_What is being asked_. Every line of the material below, from the top through the line with "record as it was", should be reproduced exactly.

_Data for this task_.
◇ ◇ ◇ ◇

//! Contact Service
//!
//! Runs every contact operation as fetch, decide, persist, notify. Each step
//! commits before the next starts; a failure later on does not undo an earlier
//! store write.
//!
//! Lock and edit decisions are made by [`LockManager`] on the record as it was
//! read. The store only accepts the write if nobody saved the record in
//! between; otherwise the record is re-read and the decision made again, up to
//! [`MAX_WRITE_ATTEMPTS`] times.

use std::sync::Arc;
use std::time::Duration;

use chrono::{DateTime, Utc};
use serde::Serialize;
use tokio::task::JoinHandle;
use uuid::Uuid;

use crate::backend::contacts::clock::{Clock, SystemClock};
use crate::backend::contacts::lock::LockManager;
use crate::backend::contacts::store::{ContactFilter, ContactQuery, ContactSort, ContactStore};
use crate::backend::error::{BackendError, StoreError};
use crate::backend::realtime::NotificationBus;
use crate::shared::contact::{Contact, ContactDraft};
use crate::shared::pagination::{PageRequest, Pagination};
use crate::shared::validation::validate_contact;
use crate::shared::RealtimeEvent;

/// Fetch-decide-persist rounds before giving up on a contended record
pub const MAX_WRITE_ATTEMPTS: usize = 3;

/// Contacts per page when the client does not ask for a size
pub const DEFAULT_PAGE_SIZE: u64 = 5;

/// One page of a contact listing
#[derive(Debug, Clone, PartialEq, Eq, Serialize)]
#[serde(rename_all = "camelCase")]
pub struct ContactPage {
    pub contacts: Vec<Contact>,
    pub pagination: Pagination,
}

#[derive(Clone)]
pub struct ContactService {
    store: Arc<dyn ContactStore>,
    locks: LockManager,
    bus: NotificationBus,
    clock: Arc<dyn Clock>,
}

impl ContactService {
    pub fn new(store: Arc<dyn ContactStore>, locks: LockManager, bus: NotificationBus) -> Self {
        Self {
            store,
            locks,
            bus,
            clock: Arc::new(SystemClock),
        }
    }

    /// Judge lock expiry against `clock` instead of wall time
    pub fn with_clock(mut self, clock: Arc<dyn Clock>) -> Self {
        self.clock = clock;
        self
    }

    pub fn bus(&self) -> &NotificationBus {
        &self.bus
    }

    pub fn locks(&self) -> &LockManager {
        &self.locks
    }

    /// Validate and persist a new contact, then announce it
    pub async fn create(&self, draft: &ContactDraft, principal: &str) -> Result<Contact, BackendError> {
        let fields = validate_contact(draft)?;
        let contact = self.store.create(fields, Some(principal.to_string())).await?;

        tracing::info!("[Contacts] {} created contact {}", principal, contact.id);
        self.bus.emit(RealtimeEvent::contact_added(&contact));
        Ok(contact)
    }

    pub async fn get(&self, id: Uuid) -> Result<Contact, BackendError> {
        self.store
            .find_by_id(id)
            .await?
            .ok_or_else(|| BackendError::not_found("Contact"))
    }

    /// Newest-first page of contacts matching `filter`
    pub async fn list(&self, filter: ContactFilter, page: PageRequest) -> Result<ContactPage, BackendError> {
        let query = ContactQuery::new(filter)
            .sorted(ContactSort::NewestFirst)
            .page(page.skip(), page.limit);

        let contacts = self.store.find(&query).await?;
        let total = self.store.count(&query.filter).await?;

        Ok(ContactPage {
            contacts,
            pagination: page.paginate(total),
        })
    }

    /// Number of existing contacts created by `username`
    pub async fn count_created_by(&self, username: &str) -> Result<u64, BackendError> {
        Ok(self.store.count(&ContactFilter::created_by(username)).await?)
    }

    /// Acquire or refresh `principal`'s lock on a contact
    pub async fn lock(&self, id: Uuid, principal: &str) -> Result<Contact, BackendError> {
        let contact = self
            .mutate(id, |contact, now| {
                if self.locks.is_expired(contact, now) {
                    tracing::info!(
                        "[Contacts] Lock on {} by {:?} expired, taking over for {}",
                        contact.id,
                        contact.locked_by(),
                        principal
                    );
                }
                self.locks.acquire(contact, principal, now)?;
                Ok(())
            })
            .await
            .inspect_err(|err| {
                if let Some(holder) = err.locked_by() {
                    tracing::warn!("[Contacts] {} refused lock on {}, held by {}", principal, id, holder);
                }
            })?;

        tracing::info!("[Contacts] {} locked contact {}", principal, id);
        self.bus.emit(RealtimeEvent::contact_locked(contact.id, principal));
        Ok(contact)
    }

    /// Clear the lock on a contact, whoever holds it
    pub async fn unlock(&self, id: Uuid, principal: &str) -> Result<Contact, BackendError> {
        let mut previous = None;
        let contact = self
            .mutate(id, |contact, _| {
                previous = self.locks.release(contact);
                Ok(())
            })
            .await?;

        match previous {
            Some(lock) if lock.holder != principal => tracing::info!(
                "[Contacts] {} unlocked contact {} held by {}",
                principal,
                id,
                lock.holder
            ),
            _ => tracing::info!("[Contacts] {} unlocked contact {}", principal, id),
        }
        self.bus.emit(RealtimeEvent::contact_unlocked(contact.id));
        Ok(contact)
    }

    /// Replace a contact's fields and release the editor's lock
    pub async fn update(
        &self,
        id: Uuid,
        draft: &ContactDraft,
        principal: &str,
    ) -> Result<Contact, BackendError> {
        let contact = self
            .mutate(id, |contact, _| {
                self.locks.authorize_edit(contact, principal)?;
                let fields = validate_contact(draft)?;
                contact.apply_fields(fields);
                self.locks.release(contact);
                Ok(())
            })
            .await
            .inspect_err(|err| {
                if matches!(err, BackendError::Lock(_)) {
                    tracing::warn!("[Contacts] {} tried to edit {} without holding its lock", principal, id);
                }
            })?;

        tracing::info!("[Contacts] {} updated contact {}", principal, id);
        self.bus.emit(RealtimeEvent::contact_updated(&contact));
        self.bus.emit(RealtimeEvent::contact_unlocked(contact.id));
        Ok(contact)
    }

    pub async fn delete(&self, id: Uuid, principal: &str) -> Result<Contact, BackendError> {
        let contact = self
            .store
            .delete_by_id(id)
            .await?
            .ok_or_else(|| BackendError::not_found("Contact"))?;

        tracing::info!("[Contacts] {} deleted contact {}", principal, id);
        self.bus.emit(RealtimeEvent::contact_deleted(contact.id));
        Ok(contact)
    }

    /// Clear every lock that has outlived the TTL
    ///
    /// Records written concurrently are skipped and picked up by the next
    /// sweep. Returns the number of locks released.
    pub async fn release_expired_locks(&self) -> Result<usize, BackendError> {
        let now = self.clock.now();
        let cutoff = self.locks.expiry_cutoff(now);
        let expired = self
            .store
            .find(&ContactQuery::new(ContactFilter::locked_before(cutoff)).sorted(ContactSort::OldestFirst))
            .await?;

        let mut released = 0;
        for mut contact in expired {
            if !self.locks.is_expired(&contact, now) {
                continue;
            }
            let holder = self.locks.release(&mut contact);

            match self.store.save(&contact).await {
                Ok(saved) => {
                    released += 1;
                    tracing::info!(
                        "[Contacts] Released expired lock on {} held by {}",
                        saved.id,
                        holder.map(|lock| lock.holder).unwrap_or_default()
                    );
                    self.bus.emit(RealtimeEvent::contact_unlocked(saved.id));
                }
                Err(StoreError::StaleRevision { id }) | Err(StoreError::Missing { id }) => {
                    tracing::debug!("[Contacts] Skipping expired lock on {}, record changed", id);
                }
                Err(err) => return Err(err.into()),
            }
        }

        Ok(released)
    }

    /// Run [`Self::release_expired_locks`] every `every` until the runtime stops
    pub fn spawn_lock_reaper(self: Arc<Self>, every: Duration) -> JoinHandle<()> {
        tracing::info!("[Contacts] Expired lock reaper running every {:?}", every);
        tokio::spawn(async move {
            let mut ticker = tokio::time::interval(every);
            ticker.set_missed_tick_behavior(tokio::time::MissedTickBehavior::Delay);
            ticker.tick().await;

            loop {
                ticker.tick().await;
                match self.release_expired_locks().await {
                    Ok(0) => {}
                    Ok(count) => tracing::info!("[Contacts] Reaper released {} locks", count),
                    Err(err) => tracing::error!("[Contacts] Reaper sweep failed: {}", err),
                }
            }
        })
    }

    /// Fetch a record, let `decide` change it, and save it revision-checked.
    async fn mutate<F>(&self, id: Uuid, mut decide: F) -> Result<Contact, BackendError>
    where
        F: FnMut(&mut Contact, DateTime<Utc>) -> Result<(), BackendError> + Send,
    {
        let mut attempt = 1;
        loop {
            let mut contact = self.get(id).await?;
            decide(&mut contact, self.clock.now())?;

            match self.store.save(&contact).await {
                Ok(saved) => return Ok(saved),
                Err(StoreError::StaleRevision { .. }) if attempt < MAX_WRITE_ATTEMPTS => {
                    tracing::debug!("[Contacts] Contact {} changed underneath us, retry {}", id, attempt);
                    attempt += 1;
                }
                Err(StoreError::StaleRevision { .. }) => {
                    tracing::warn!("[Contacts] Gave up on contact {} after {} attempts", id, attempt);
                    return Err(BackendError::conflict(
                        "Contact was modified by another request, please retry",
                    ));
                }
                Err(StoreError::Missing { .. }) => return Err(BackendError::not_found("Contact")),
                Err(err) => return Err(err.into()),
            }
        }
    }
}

◇ ◇ ◇ ◇

_Task response_.
//! Contact Service
//!
//! Runs every contact operation as fetch, decide, persist, notify. Each step
//! commits before the next starts; a failure later on does not undo an earlier
//! store write.
//!
//! Lock and edit decisions are made by [`LockManager`] on the record as it was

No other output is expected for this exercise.